WORK ORDER →
Go through the listing below from its first line and repeat each line exactly, ending at the line containing "to the base dir" and including it.

DATA FOR REVIEW →
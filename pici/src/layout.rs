use std::fs;
use std::path::{Path, PathBuf};

use pici_shared::errors::{PiciError, PiciResult};
use walkdir::WalkDir;

use crate::disk::ImageDescriptor;

/// Directory structure constants
pub mod dirs {
    /// Kernel modules shipped next to the kernel, relative to the base dir
    pub const KERNEL_MODULES_DIR: &str = "lib/modules";
}

// ============================================================================
// DIST LAYOUT (persistent volume)
// ============================================================================

/// Files of the emulated device on the persistent volume, and the read-only
/// base directory they are provisioned from.
#[derive(Clone, Debug)]
pub struct DistLayout {
    dist_dir: PathBuf,
    base_dir: PathBuf,
    image_file_name: String,
    kernel_file_name: String,
    dtb_file_name: Option<String>,
}

impl DistLayout {
    pub fn new(
        dist_dir: impl Into<PathBuf>,
        base_dir: impl Into<PathBuf>,
        image_file_name: impl Into<String>,
        kernel_file_name: impl Into<String>,
    ) -> Self {
        Self {
            dist_dir: dist_dir.into(),
            base_dir: base_dir.into(),
            image_file_name: image_file_name.into(),
            kernel_file_name: kernel_file_name.into(),
            dtb_file_name: None,
        }
    }

    pub fn with_dtb(mut self, dtb_file_name: impl Into<String>) -> Self {
        self.dtb_file_name = Some(dtb_file_name.into());
        self
    }

    pub fn dist_dir(&self) -> &Path {
        &self.dist_dir
    }

    /// The qcow2 image: <dist>/<image file>
    pub fn image_path(&self) -> PathBuf {
        self.dist_dir.join(&self.image_file_name)
    }

    pub fn image(&self) -> ImageDescriptor {
        ImageDescriptor::qcow2(self.image_path())
    }

    pub fn kernel_path(&self) -> PathBuf {
        self.dist_dir.join(&self.kernel_file_name)
    }

    pub fn dtb_path(&self) -> Option<PathBuf> {
        self.dtb_file_name
            .as_ref()
            .map(|name| self.dist_dir.join(name))
    }

    /// Fail with [`PiciError::MissingVolume`] unless the dist dir exists.
    pub fn require_volume(&self) -> PiciResult<()> {
        if self.dist_dir.is_dir() {
            tracing::debug!("Volume '{}' exists", self.dist_dir.display());
            Ok(())
        } else {
            Err(PiciError::MissingVolume(self.dist_dir.clone()))
        }
    }

    /// Entries copied from the base dir, relative to both directories.
    fn base_entries(&self) -> Vec<PathBuf> {
        let mut entries = vec![
            PathBuf::from(&self.image_file_name),
            PathBuf::from(&self.kernel_file_name),
        ];
        if let Some(dtb) = &self.dtb_file_name {
            entries.push(PathBuf::from(dtb));
        }
        entries.push(PathBuf::from(dirs::KERNEL_MODULES_DIR));
        entries
    }

    /// Copy every base file missing from the dist dir.
    ///
    /// Existing files are never overwritten. Base entries that do not exist
    /// either are skipped with a warning.
    pub fn provision(&self) -> PiciResult<ProvisionReport> {
        self.require_volume()?;

        let mut report = ProvisionReport::default();
        for entry in self.base_entries() {
            let dist = self.dist_dir.join(&entry);
            if dist.exists() {
                tracing::info!("'{}' already exists", entry.display());
                report.present.push(entry);
                continue;
            }

            let base = self.base_dir.join(&entry);
            if base.is_dir() {
                tracing::info!(
                    "No '{}' provided in volume, providing default one",
                    entry.display()
                );
                copy_tree(&base, &dist)?;
            } else if base.is_file() {
                tracing::info!(
                    "No '{}' provided in volume, providing default one",
                    entry.display()
                );
                if let Some(parent) = dist.parent() {
                    fs::create_dir_all(parent)?;
                }
                fs::copy(&base, &dist)?;
            } else {
                tracing::warn!(
                    "No '{}' in volume or in '{}'",
                    entry.display(),
                    self.base_dir.display()
                );
                continue;
            }
            report.provided.push(entry);
        }
        Ok(report)
    }
}

/// Outcome of [`DistLayout::provision`].
#[derive(Debug, Default, Clone, PartialEq, Eq)]
pub struct ProvisionReport {
    /// Copied from the base dir.
    pub provided: Vec<PathBuf>,
    /// Already on the volume.
    pub present: Vec<PathBuf>,
}

/// Recursive copy following symlinks; dangling links are skipped.
fn copy_tree(src: &Path, dst: &Path) -> PiciResult<()> {
    for entry in WalkDir::new(src).follow_links(true) {
        let entry = match entry {
            Ok(e) => e,
            Err(e) => {
                let dangling = e
                    .io_error()
                    .is_some_and(|io| io.kind() == std::io::ErrorKind::NotFound);
                if e.depth() > 0 && dangling {
                    tracing::debug!("Skipping dangling entry: {}", e);
                    continue;
                }
                return Err(PiciError::Io(std::io::Error::other(format!(
                    "failed to walk {}: {}",
                    src.display(),
                    e
                ))));
            }
        };

        let rel = entry
            .path()
            .strip_prefix(src)
            .map_err(|e| PiciError::Io(std::io::Error::other(e)))?;
        let target = dst.join(rel);

        if entry.file_type().is_dir() {
            fs::create_dir_all(&target)?;
        } else {
            fs::copy(entry.path(), &target)?;
        }
    }
    Ok(())
}

#[cfg(test)]
mod tests {
    use super::*;

    fn layout(root: &Path) -> DistLayout {
        DistLayout::new(
            root.join("dist"),
            root.join("base"),
            "distro.qcow2",
            "kernel.img",
        )
    }

    #[test]
    fn test_paths() {
        let layout = DistLayout::new("/dist", "/base", "distro.qcow2", "kernel.img")
            .with_dtb("bcm2710.dtb");
        assert_eq!(layout.image_path(), PathBuf::from("/dist/distro.qcow2"));
        assert_eq!(layout.kernel_path(), PathBuf::from("/dist/kernel.img"));
        assert_eq!(layout.dtb_path(), Some(PathBuf::from("/dist/bcm2710.dtb")));
    }

    #[test]
    fn test_require_volume() {
        let tmp = tempfile::tempdir().unwrap();
        let layout = layout(tmp.path());
        assert!(matches!(
            layout.require_volume(),
            Err(PiciError::MissingVolume(_))
        ));
        fs::create_dir(tmp.path().join("dist")).unwrap();
        layout.require_volume().unwrap();
    }

    #[test]
    fn test_provision_copies_missing_files_only() {
        let tmp = tempfile::tempdir().unwrap();
        let base = tmp.path().join("base");
        let dist = tmp.path().join("dist");
        fs::create_dir_all(base.join("lib/modules/6.1.0")).unwrap();
        fs::create_dir_all(&dist).unwrap();
        fs::write(base.join("distro.qcow2"), b"base image").unwrap();
        fs::write(base.join("kernel.img"), b"base kernel").unwrap();
        fs::write(base.join("lib/modules/6.1.0/modules.dep"), b"deps").unwrap();
        fs::write(dist.join("distro.qcow2"), b"my image").unwrap();

        let report = layout(tmp.path()).provision().unwrap();

        assert_eq!(report.present, vec![PathBuf::from("distro.qcow2")]);
        assert_eq!(
            report.provided,
            vec![PathBuf::from("kernel.img"), PathBuf::from("lib/modules")]
        );
        assert_eq!(fs::read(dist.join("distro.qcow2")).unwrap(), b"my image");
        assert_eq!(fs::read(dist.join("kernel.img")).unwrap(), b"base kernel");
        assert_eq!(
            fs::read(dist.join("lib/modules/6.1.0/modules.dep")).unwrap(),
            b"deps"
        );
    }

    #[test]
    fn test_provision_skips_absent_base_entries() {
        let tmp = tempfile::tempdir().unwrap();
        fs::create_dir_all(tmp.path().join("base")).unwrap();
        fs::create_dir_all(tmp.path().join("dist")).unwrap();

        let report = layout(tmp.path()).provision().unwrap();
        assert!(report.provided.is_empty());
        assert!(report.present.is_empty());
    }
}
//! Image file descriptors.

use std::path::{Path, PathBuf};

/// Disk image container format.
#[derive(Debug, Clone, Copy, PartialEq, Eq)]
pub enum DiskFormat {
    /// Raw byte-for-byte disk image.
    Raw,
    /// QCOW2 (QEMU Copy-On-Write v2).
    Qcow2,
}

impl DiskFormat {
    /// Format name as `qemu-img` spells it.
    pub fn as_str(&self) -> &'static str {
        match self {
            DiskFormat::Raw => "raw",
            DiskFormat::Qcow2 => "qcow2",
        }
    }
}

/// A disk image on the host: path plus container format.
#[derive(Debug, Clone, PartialEq, Eq)]
pub struct ImageDescriptor {
    path: PathBuf,
    format: DiskFormat,
}

impl ImageDescriptor {
    pub fn new(path: impl Into<PathBuf>, format: DiskFormat) -> Self {
        Self {
            path: path.into(),
            format,
        }
    }

    pub fn qcow2(path: impl Into<PathBuf>) -> Self {
        Self::new(path, DiskFormat::Qcow2)
    }

    pub fn raw(path: impl Into<PathBuf>) -> Self {
        Self::new(path, DiskFormat::Raw)
    }

    pub fn path(&self) -> &Path {
        &self.path
    }

    pub fn format(&self) -> DiskFormat {
        self.format
    }

    pub fn exists(&self) -> bool {
        self.path.is_file()
    }

    /// Path rendered for a tool argument.
    pub fn arg(&self) -> String {
        self.path.to_string_lossy().into_owned()
    }
}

TASK RESPONSE →
filename pici/src/layout.rs
use std::fs;
use std::path::{Path, PathBuf};

use pici_shared::errors::{PiciError, PiciResult};
use walkdir::WalkDir;

use crate::disk::ImageDescriptor;

/// Directory structure constants
pub mod dirs {
    /// Kernel modules shipped next to the kernel, relative to the base dir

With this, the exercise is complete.